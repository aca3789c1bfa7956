use std::io::{self, Write};
use std::sync::{Mutex, PoisonError};

use taskwatch_core::{SnapshotView, StatusUpdate, TaskId, TaskStatus, TextFormatter};
use taskwatch_engine::TrackingSink;
use taskwatch_logging::track_debug;

use crate::render::Renderer;

/// Prints each update as it arrives and remembers how the task ended.
pub struct TerminalSink {
    renderer: Renderer,
    formatter: TextFormatter,
    outcome: Mutex<Option<TaskStatus>>,
}

impl TerminalSink {
    pub fn new(renderer: Renderer) -> Self {
        Self {
            renderer,
            formatter: TextFormatter::new(),
            outcome: Mutex::new(None),
        }
    }

    /// Terminal status, or `None` if tracking stopped before the task ended.
    pub fn outcome(&self) -> Option<TaskStatus> {
        *self.outcome.lock().unwrap_or_else(PoisonError::into_inner)
    }
}

impl TrackingSink for TerminalSink {
    fn on_update(&self, task_id: &TaskId, update: &StatusUpdate) {
        if update.synthesized {
            track_debug!("Task {task_id}: local failure report #{}", update.seq);
        }
        let view = SnapshotView::from_snapshot(&update.snapshot, &self.formatter);
        let mut stdout = io::stdout().lock();
        let _ = stdout.write_all(self.renderer.render_update(update, &view).as_bytes());
        let _ = stdout.flush();
    }

    fn on_complete(&self, _task_id: &TaskId, update: &StatusUpdate) {
        *self.outcome.lock().unwrap_or_else(PoisonError::into_inner) =
            Some(update.snapshot.status);
    }
}
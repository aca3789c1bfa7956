use std::path::PathBuf;
use std::time::Duration;

use clap::{Parser, Subcommand, ValueEnum};
use taskwatch_engine::{TrackOptions, TransportSettings, DEFAULT_BASE_URL};
use taskwatch_logging::{LogDestination, DEFAULT_LOG_FILE};

#[derive(Debug, Parser)]
#[command(name = "taskwatch", version, about = "Follow long-running server tasks from the terminal")]
pub struct Cli {
    /// Server to talk to.
    #[arg(long, env = "TASKWATCH_BASE_URL", default_value = DEFAULT_BASE_URL, global = true)]
    pub base_url: String,

    /// Delay between status polls.
    #[arg(
        long,
        default_value_t = 2000,
        value_parser = clap::value_parser!(u64).range(1..),
        global = true
    )]
    pub poll_interval_ms: u64,

    /// Poll only, never open the live event stream.
    #[arg(long, global = true)]
    pub no_stream: bool,

    /// Where the last tracked task and the log file are kept.
    #[arg(long, default_value = ".", global = true)]
    pub state_dir: PathBuf,

    #[arg(long, value_enum, default_value_t = LogTarget::Terminal, global = true)]
    pub log: LogTarget,

    /// Log debug details.
    #[arg(short, long, global = true)]
    pub verbose: bool,

    #[command(subcommand)]
    pub command: Command,
}

#[derive(Debug, Clone, Copy, PartialEq, Eq, ValueEnum)]
pub enum LogTarget {
    Terminal,
    File,
    Both,
}

#[derive(Debug, Clone, PartialEq, Eq, Subcommand)]
pub enum Command {
    /// Track a task that is already running. Pass --no-stream if it may have finished already.
    Track { task_id: String },
    /// Track the task tracked most recently. Always polls, so a finished task still reports.
    Resume,
    /// Send a chat message and track the task it starts.
    Chat {
        #[arg(required = true, num_args = 1..)]
        message: Vec<String>,
    },
    /// Ask the server to check a Jira ticket.
    JiraStatus { ticket: String },
    /// Submit a data query for approval.
    SubmitQuery {
        #[arg(long)]
        ticket: String,
        #[arg(long)]
        approver: String,
        #[arg(long)]
        description: String,
    },
    /// Format text from stdin and print it.
    Format,
}

impl Cli {
    pub fn transport_settings(&self) -> TransportSettings {
        TransportSettings {
            base_url: self.base_url.clone(),
            ..TransportSettings::default()
        }
    }

    /// The live stream only carries new events, so `resume` never waits on it.
    pub fn track_options(&self) -> TrackOptions {
        TrackOptions {
            poll_interval: Duration::from_millis(self.poll_interval_ms),
            prefer_stream: !self.no_stream && self.command != Command::Resume,
        }
    }

    pub fn log_destination(&self) -> LogDestination {
        let file = self.state_dir.join(DEFAULT_LOG_FILE);
        match self.log {
            LogTarget::Terminal => LogDestination::Terminal,
            LogTarget::File => LogDestination::File(file),
            LogTarget::Both => LogDestination::Both(file),
        }
    }
}
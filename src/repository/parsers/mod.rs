// src/repository/parsers/mod.rs

//! Parsers for Debian repository metadata
//!
//! - [`release`]: hash sections of `Release` files
//! - [`packages`]: binary package indices (`Packages[.gz|.bz2]`)
//! - [`sources`]: source package indices (`Sources[.gz|.bz2]`)
//!
//! Packages and Sources share the deb822 layout: records ("stanzas")
//! separated by blank lines, `Field: value` lines, and continuation lines
//! that start with whitespace. Both are deserialized through `rfc822-like`
//! into stanza structs whose fields all default to empty, so a stanza
//! missing a field still parses and is dropped by the caller.

pub mod packages;
pub mod release;
pub mod sources;

pub use packages::{PackageRecord, parse_packages};
pub use release::{HashEntry, parse_release};
pub use sources::{SourceFile, SourceRecord, parse_sources};

use serde::de::DeserializeOwned;
use thiserror::Error;

/// An index whose text is not valid deb822
#[derive(Error, Debug)]
#[error("malformed {kind} index: {reason}")]
pub struct ParseError {
    pub kind: &'static str,
    pub reason: String,
}

/// Deserialize every stanza of a deb822 document
pub(crate) fn stanzas<T: DeserializeOwned>(
    text: &str,
    kind: &'static str,
) -> Result<Vec<T>, ParseError> {
    if text.trim().is_empty() {
        return Ok(Vec::new());
    }

    rfc822_like::from_str(text).map_err(|e| ParseError {
        kind,
        reason: e.to_string(),
    })
}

○ ○ ○

> _What you have to do_
Find each line in the records above that contains "message", and copy it.

> _Exercise solution_
    /// Send a chat message and track the task it starts.
        message: Vec<String>,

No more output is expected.